Не зная точно, когда его ввели, он невольно подставляет в биографию прадеда свои собственные переживания.
В многочисленных пушкинских строках о колокольчике слова насчет прадеда единственные, где этот звонкий спутник является вестником зла… А ведь под колокольчиком ехал Пушкин в южную ссылку, а оттуда — в псковскую… Колокольчик загремит у Михайловского и в ночь с 3 на 4 сентября 1826 года: фельдъегерь, без которого «у нас, грешных, ничего не делается», привозит свободу, с виду похожую на арест. Пушкин, в ожидании жандармского колокольчика или «вообразив, что за ним приехал нарочный», сжигает записки…
Колокольчик увез Пушкина в Москву, вернул в Михайловское, затем — в Петербург, Арзрум, Оренбург — и провожал в последнюю дорогу…
Итак, Абраму Петровичу Ганнибалу нечаянно приписан пушкинский колокольчик. Поэт проговорился — и тем самым допустил нас в свой скрытый мир, сказал больше, чем хотел, о своем многолетнем напряженном ожидании…
Пушкин, между прочим, сам знал высокую цену таких «обмолвок» и однажды написал другу Вяземскому: «Зачем жалеешь… о потере записок Байрона? черт с ними! слава богу, что потеряны. Он исповедался в своих стихах невольно, увлеченный восторгом поэзии».
Самое интересное для нас слово в этой цитате — невольно. «Исповедался невольно в своих стихах» — это Пушкин о Байроне и, конечно же, о себе самом…
Невольно поместив колокольчик в XVIII столетие (знал бы, что ошибается, конечно, убрал бы), Пушкин, выходит, «исповедался» в своих записках.

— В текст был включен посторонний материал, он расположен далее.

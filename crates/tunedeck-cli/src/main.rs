use anyhow::Result;
use clap::{Parser, Subcommand};
use std::path::PathBuf;
use tunedeck_application::UploadMetadata;
use tunedeck_core::song::AudioFormat;
use tunedeck_infrastructure::{ConfigService, TunedeckPaths};

mod bootstrap;
mod commands;
mod logging;

#[derive(Parser)]
#[command(name = "tunedeck")]
#[command(about = "TuneDeck - play and manage your personal music library", long_about = None)]
#[command(version)]
struct Cli {
    /// Use this directory instead of the platform config directory
    #[arg(long, global = true, value_name = "DIR")]
    config_dir: Option<PathBuf>,

    #[command(subcommand)]
    command: Commands,
}

#[derive(Subcommand)]
enum Commands {
    /// Log in and remember the session
    Login {
        #[arg(short, long)]
        username: Option<String>,
        #[arg(short, long)]
        password: Option<String>,
    },
    /// Create an account and log in
    Register {
        #[arg(short, long)]
        username: Option<String>,
        #[arg(short, long)]
        email: Option<String>,
        #[arg(short, long)]
        password: Option<String>,
    },
    /// Forget the stored session
    Logout,
    /// Show the logged-in user
    Whoami,
    /// List songs in your library
    List {
        /// Only songs whose title, artist or album contains this text
        #[arg(short, long)]
        search: Option<String>,
    },
    /// Play a song until it ends (Ctrl-C stops)
    Play {
        song_id: String,
        /// Volume between 0.0 and 1.0
        #[arg(long)]
        volume: Option<f32>,
    },
    /// Download a song in the given format
    Download {
        song_id: String,
        #[arg(short, long, default_value_t = AudioFormat::Mp3)]
        format: AudioFormat,
        /// Directory to save into
        #[arg(short, long, value_name = "DIR")]
        out: Option<PathBuf>,
    },
    /// Upload a local mp3, wav or ogg file
    Upload {
        file: PathBuf,
        /// Defaults to the file name without extension
        #[arg(long)]
        title: Option<String>,
        #[arg(long)]
        artist: Option<String>,
        #[arg(long)]
        album: Option<String>,
    },
    /// Import a track from a Spotify link
    UploadLink { url: String },
    /// Delete a song from your library
    Delete { song_id: String },
    /// Inspect configuration
    Config {
        #[command(subcommand)]
        action: ConfigAction,
    },
}

#[derive(Subcommand)]
enum ConfigAction {
    /// Print the effective configuration and file locations
    Show,
}

#[tokio::main]
async fn main() -> Result<()> {
    let cli = Cli::parse();

    let paths = match &cli.config_dir {
        Some(dir) => TunedeckPaths::new(Some(dir.as_path())),
        None => TunedeckPaths::from_env(),
    };
    let config_service = bootstrap::load_config(&paths)?;
    let config = config_service.get_config()?;
    let _log_guard = logging::init(&config.log_level, paths.logs_dir().ok().as_deref());

    let download_override = match &cli.command {
        Commands::Download { out, .. } => out.clone(),
        _ => None,
    };
    let ctx = bootstrap::bootstrap(&config_service, download_override.as_deref())?;

    dispatch(cli.command, &ctx, &config_service)
        .await
        .map_err(commands::utils::with_login_hint)
}

async fn dispatch(
    command: Commands,
    ctx: &bootstrap::AppContext,
    config_service: &ConfigService,
) -> Result<()> {
    let client = &ctx.client;

    match command {
        Commands::Login { username, password } => {
            commands::auth::login(client, username, password).await
        }
        Commands::Register {
            username,
            email,
            password,
        } => commands::auth::register(client, username, email, password).await,
        Commands::Logout => commands::auth::logout(client).await,
        Commands::Whoami => commands::auth::whoami(client).await,
        Commands::List { search } => commands::library::list(client, search.as_deref()).await,
        Commands::Play { song_id, volume } => {
            commands::playback::play(client, &song_id, volume).await
        }
        Commands::Download {
            song_id, format, ..
        } => commands::transfer::download(client, &song_id, format).await,
        Commands::Upload {
            file,
            title,
            artist,
            album,
        } => {
            let metadata = UploadMetadata {
                title,
                artist,
                album,
            };
            commands::library::upload(client, &file, metadata).await
        }
        Commands::UploadLink { url } => commands::library::upload_link(client, &url).await,
        Commands::Delete { song_id } => commands::library::delete(client, &song_id).await,
        Commands::Config { action } => match action {
            ConfigAction::Show => commands::config::show(config_service, &ctx.download_dir),
        },
    }
}
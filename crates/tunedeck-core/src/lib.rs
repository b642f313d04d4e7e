//! Domain layer for TuneDeck.
//!
//! Models, the shared error type, and the traits the infrastructure layer
//! implements (`TokenStore`, `MusicApi`, `BlobStore`, `MediaBackend`, `SaveTarget`).

pub mod api;
pub mod config;
pub mod error;
pub mod media;
pub mod session;
pub mod song;
pub mod transfer;
pub mod user;

// Re-export common error type
pub use error::{Result, TunedeckError};
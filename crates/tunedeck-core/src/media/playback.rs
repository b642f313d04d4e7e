//! Observable playback state.

use crate::song::Song;
use serde::{Deserialize, Serialize};
use strum::{Display, EnumString};

/// Playback controller states.
#[derive(Debug, Clone, Copy, PartialEq, Eq, Default, Serialize, Deserialize, Display, EnumString)]
#[strum(serialize_all = "lowercase")]
#[serde(rename_all = "lowercase")]
pub enum PlaybackStatus {
    #[default]
    Idle,
    Loading,
    Playing,
    Paused,
    Error,
}

/// Point-in-time view of the playback controller, for rendering.
#[derive(Debug, Clone, PartialEq, Serialize, Deserialize)]
pub struct PlaybackSnapshot {
    pub status: PlaybackStatus,
    /// The song being loaded or played.
    pub song: Option<Song>,
    /// Playhead in seconds; while a seek drag is active this is the drag position.
    pub position: f64,
    pub duration: Option<f64>,
    pub volume: f32,
    /// Explicit mute flag.
    pub muted: bool,
    /// True when muted explicitly or when the volume is zero.
    pub effectively_muted: bool,
    pub seeking: bool,
    pub last_error: Option<String>,
}

impl PlaybackSnapshot {
    pub fn is_playing(&self) -> bool {
        self.status == PlaybackStatus::Playing
    }

    /// Progress in `[0, 1]`, or 0 when the duration is unknown.
    pub fn progress(&self) -> f64 {
        match self.duration {
            Some(duration) if duration > 0.0 => (self.position / duration).clamp(0.0, 1.0),
            _ => 0.0,
        }
    }
}

#[cfg(test)]
mod tests {
    use super::*;

    fn snapshot(position: f64, duration: Option<f64>) -> PlaybackSnapshot {
        PlaybackSnapshot {
            status: PlaybackStatus::Playing,
            song: None,
            position,
            duration,
            volume: 1.0,
            muted: false,
            effectively_muted: false,
            seeking: false,
            last_error: None,
        }
    }

    #[test]
    fn test_progress() {
        assert_eq!(snapshot(30.0, Some(120.0)).progress(), 0.25);
        assert_eq!(snapshot(30.0, None).progress(), 0.0);
        assert_eq!(snapshot(500.0, Some(120.0)).progress(), 1.0);
    }

    #[test]
    fn test_status_display() {
        assert_eq!(PlaybackStatus::Paused.to_string(), "paused");
        assert!(snapshot(0.0, None).is_playing());
    }
}
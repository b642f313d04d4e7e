//! Application layer for TuneDeck.
//!
//! Use cases that drive the core traits: they hold no I/O of their own and are
//! wired to concrete adapters by the caller (see `tunedeck-infrastructure`).
//!
//! # Module Structure
//!
//! - `session`: [`SessionHolder`], the process-wide bearer token
//! - `catalog`: [`CatalogService`], the cached song list
//! - `playback`: [`PlaybackController`], the single playback session
//! - `transfer`: [`TransferService`], format-converted downloads
//! - `library`: [`LibraryService`], uploads and deletes
//! - `client`: [`MusicClient`], the facade tying them together
//!
//! # Usage
//!
//! ```ignore
//! let client = MusicClient::new(ClientParts { api, token_store, blobs, media, save_target, volume: 1.0 });
//! client.start().await?;
//! client.play_by_id("1").await?;
//! ```

pub mod catalog;
pub mod client;
pub mod library;
pub mod playback;
pub mod session;
pub mod transfer;

#[cfg(test)]
mod test_support;

pub use catalog::CatalogService;
pub use client::{ClientParts, MusicClient};
pub use library::{LibraryService, UploadMetadata, UPLOAD_EXTENSIONS};
pub use playback::PlaybackController;
pub use session::SessionHolder;
pub use transfer::TransferService;
//! Music Client facade
//!
//! Wires the session, catalog, playback, transfer and library services around
//! one shared [`SessionHolder`] and applies the cross-service rules:
//! a `NotFound` from playback refreshes the catalog, and logout stops playback
//! and forgets the catalog.

use crate::catalog::CatalogService;
use crate::library::LibraryService;
use crate::playback::PlaybackController;
use crate::session::SessionHolder;
use crate::transfer::TransferService;
use std::path::PathBuf;
use std::sync::Arc;
use tunedeck_core::api::MusicApi;
use tunedeck_core::error::{Result, TunedeckError};
use tunedeck_core::media::{BlobStore, MediaBackend, PlaybackStatus};
use tunedeck_core::session::TokenStore;
use tunedeck_core::song::{AudioFormat, Song};
use tunedeck_core::transfer::SaveTarget;
use tunedeck_core::user::UserProfile;

/// Adapters a [`MusicClient`] is assembled from.
pub struct ClientParts {
    pub api: Arc<dyn MusicApi>,
    pub token_store: Arc<dyn TokenStore>,
    pub blobs: Arc<dyn BlobStore>,
    pub media: Arc<dyn MediaBackend>,
    pub save_target: Arc<dyn SaveTarget>,
    /// Starting playback volume in `[0, 1]`.
    pub volume: f32,
}

pub struct MusicClient {
    session: Arc<SessionHolder>,
    catalog: Arc<CatalogService>,
    playback: Arc<PlaybackController>,
    transfer: TransferService,
    library: LibraryService,
}

impl MusicClient {
    pub fn new(parts: ClientParts) -> Self {
        let ClientParts {
            api,
            token_store,
            blobs,
            media,
            save_target,
            volume,
        } = parts;

        let session = Arc::new(SessionHolder::new(api.clone(), token_store));
        let catalog = Arc::new(CatalogService::new(api.clone(), session.clone()));
        let playback = Arc::new(
            PlaybackController::new(api.clone(), session.clone(), blobs.clone(), media)
                .with_volume(volume),
        );
        let transfer = TransferService::new(api.clone(), session.clone(), blobs, save_target);
        let library = LibraryService::new(api, session.clone(), catalog.clone(), playback.clone());

        Self {
            session,
            catalog,
            playback,
            transfer,
            library,
        }
    }

    pub fn session(&self) -> &SessionHolder {
        &self.session
    }

    pub fn catalog(&self) -> &CatalogService {
        &self.catalog
    }

    pub fn playback(&self) -> &PlaybackController {
        &self.playback
    }

    pub fn library(&self) -> &LibraryService {
        &self.library
    }

    /// Restores a persisted session and, if it is still valid, loads the catalog.
    ///
    /// A failed catalog load is logged, not returned; the session stays restored.
    pub async fn start(&self) -> Result<Option<UserProfile>> {
        let restored = self.session.restore().await?;
        if restored.is_some() {
            self.refresh_quietly().await;
        }
        Ok(restored)
    }

    pub async fn login(&self, username: &str, password: &str) -> Result<UserProfile> {
        let user = self.session.login(username, password).await?;
        self.refresh_quietly().await;
        Ok(user)
    }

    pub async fn register(&self, username: &str, email: &str, password: &str) -> Result<UserProfile> {
        let user = self.session.register(username, email, password).await?;
        self.refresh_quietly().await;
        Ok(user)
    }

    /// Stops playback, forgets the catalog and clears the session.
    pub async fn logout(&self) -> Result<()> {
        self.playback.stop();
        self.catalog.clear();
        self.session.logout().await
    }

    /// Plays `song`; if the backend no longer has it, the catalog is refreshed
    /// before the error is returned.
    pub async fn play(&self, song: &Song) -> Result<PlaybackStatus> {
        match self.playback.play(song).await {
            Err(e) if e.is_not_found() => {
                tracing::info!(song_id = %song.id, "Song missing on backend; refreshing catalog");
                self.refresh_quietly().await;
                Err(e)
            }
            other => other,
        }
    }

    /// Plays a song from the loaded catalog by id.
    pub async fn play_by_id(&self, song_id: &str) -> Result<PlaybackStatus> {
        let song = self.song(song_id)?;
        self.play(&song).await
    }

    pub async fn download(&self, song_id: &str, format: AudioFormat) -> Result<PathBuf> {
        let song = self.song(song_id)?;
        self.transfer.download(&song, format).await
    }

    /// Looks a song up in the loaded catalog.
    pub fn song(&self, song_id: &str) -> Result<Song> {
        self.catalog
            .find(song_id)
            .ok_or_else(|| TunedeckError::not_found("song", song_id))
    }

    /// Releases the playback session.
    pub fn shutdown(&self) {
        self.playback.shutdown();
    }

    async fn refresh_quietly(&self) {
        if let Err(e) = self.catalog.refresh().await {
            tracing::warn!("Catalog refresh failed: {}", e);
        }
    }
}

Что же касается Абрама Петровича, то 4 октября 1737 года он сидел в своей Карьякуле с женой, мальчиком и двумя девочками; жил деревенской жизнью — никого не трогал; вспоминал Петра, былые милости; жалел, что не имеет способа блеснуть знаниями, просвещением, и побаивался тройки (пусть и без колокольчика), побаивался страшной бумаги, которая вдруг может против воли перенести с одного океана на другой.
4 октября 1737 г. Осталось договорить о молодом человеке, который в невеселом осеннем Охотском море, на краю погибели, качает помпу по сто раз и падает без сил, припоминая время от времени, что в море полетела его собственная сумка с чистой бумагой для записей и еще одиннадцать сумок с едой да корзина с бельем. Так что осталась у бедного студента только одна рубашка да несколько записных книжек, с которыми не расставался никогда. Все полетело за борт, ибо «несчастливы были те, кладь которых лежала сверху».